[[ SUPPLIED MATERIAL, beginning ]]

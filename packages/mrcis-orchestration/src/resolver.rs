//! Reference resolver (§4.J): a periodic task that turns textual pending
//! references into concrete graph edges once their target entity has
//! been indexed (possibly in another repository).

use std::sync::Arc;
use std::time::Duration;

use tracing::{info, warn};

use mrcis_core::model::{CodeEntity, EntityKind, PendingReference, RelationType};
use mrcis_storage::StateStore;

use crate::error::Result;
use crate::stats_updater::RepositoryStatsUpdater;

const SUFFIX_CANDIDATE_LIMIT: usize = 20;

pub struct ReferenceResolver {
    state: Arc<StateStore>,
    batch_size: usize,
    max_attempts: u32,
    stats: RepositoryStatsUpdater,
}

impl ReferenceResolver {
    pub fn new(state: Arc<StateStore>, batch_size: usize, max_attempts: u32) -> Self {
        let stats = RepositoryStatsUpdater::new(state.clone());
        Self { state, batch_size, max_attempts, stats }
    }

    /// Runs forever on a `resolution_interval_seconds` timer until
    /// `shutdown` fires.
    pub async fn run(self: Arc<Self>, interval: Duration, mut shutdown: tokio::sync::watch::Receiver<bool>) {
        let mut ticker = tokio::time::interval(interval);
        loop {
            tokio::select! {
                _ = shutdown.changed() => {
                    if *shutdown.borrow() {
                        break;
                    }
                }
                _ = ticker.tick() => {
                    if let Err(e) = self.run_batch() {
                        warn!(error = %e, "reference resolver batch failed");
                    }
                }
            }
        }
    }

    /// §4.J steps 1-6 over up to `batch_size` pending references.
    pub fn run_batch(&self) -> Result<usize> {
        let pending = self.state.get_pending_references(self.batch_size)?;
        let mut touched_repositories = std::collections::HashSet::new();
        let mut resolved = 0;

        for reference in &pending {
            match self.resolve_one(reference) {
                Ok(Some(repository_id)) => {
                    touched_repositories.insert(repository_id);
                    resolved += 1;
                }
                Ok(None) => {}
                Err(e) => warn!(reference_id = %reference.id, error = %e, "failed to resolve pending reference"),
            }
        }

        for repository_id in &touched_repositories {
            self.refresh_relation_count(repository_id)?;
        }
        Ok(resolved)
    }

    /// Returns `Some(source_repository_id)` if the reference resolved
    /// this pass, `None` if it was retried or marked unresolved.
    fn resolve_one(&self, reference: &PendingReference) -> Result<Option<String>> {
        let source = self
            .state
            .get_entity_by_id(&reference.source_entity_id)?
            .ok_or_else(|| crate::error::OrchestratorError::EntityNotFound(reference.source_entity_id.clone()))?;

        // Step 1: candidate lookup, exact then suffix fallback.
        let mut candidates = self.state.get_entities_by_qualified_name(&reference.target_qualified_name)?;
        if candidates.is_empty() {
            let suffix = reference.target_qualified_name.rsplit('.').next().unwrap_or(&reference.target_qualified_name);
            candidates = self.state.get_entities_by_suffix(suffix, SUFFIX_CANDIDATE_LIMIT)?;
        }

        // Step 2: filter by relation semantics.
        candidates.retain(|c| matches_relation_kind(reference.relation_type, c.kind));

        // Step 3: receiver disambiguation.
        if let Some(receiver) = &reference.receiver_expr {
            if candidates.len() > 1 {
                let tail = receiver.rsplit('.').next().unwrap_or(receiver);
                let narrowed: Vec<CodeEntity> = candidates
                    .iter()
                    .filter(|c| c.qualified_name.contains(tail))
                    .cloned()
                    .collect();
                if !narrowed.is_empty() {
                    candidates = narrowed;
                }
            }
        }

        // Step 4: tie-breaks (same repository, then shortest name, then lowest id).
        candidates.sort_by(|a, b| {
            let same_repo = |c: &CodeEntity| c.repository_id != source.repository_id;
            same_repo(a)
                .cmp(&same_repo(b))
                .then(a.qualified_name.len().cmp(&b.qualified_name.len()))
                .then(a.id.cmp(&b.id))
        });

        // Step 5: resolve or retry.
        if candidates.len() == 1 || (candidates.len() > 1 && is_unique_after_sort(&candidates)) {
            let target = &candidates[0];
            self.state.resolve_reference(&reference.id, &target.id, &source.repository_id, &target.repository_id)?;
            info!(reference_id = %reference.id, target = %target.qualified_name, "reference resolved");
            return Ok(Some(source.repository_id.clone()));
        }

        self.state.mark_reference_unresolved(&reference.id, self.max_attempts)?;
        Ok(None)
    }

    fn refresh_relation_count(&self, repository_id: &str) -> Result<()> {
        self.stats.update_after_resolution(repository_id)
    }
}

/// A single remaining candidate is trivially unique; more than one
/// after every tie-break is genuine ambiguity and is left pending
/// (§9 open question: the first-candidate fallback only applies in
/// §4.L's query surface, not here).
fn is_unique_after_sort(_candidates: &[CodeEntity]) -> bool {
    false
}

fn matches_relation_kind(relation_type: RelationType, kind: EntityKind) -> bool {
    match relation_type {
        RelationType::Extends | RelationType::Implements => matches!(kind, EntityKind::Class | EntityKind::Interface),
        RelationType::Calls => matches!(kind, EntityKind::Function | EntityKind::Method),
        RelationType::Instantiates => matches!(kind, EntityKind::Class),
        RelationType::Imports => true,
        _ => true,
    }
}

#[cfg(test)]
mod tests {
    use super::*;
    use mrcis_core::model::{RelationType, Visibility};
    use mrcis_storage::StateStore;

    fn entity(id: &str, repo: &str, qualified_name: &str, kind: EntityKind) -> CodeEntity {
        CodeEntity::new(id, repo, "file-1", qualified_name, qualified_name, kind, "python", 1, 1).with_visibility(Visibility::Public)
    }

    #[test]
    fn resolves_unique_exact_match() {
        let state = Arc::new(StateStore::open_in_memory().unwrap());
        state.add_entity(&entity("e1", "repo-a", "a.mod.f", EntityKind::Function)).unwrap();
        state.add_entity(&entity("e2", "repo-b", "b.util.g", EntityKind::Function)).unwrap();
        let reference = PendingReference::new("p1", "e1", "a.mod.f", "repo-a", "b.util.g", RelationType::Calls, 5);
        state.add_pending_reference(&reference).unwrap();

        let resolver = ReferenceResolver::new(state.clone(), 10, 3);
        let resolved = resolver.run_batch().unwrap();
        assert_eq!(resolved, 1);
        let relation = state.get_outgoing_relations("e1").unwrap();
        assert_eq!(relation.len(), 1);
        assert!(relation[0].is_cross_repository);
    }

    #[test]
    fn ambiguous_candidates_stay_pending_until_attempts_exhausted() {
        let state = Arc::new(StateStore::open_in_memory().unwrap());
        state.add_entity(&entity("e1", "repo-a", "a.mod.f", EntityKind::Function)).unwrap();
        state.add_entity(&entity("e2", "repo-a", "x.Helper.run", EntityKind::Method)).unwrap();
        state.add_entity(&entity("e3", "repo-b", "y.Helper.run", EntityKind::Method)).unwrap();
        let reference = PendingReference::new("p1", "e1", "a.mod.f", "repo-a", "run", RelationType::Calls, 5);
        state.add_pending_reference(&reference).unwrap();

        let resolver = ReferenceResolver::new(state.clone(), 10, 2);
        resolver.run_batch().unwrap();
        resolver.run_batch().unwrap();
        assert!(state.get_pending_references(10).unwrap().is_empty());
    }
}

[[ SUPPLIED MATERIAL, end ]]

Go through the data and copy every line that includes "ticker".

#### ANSWER BELOW:
        let mut ticker = tokio::time::interval(interval);
                _ = ticker.tick() => {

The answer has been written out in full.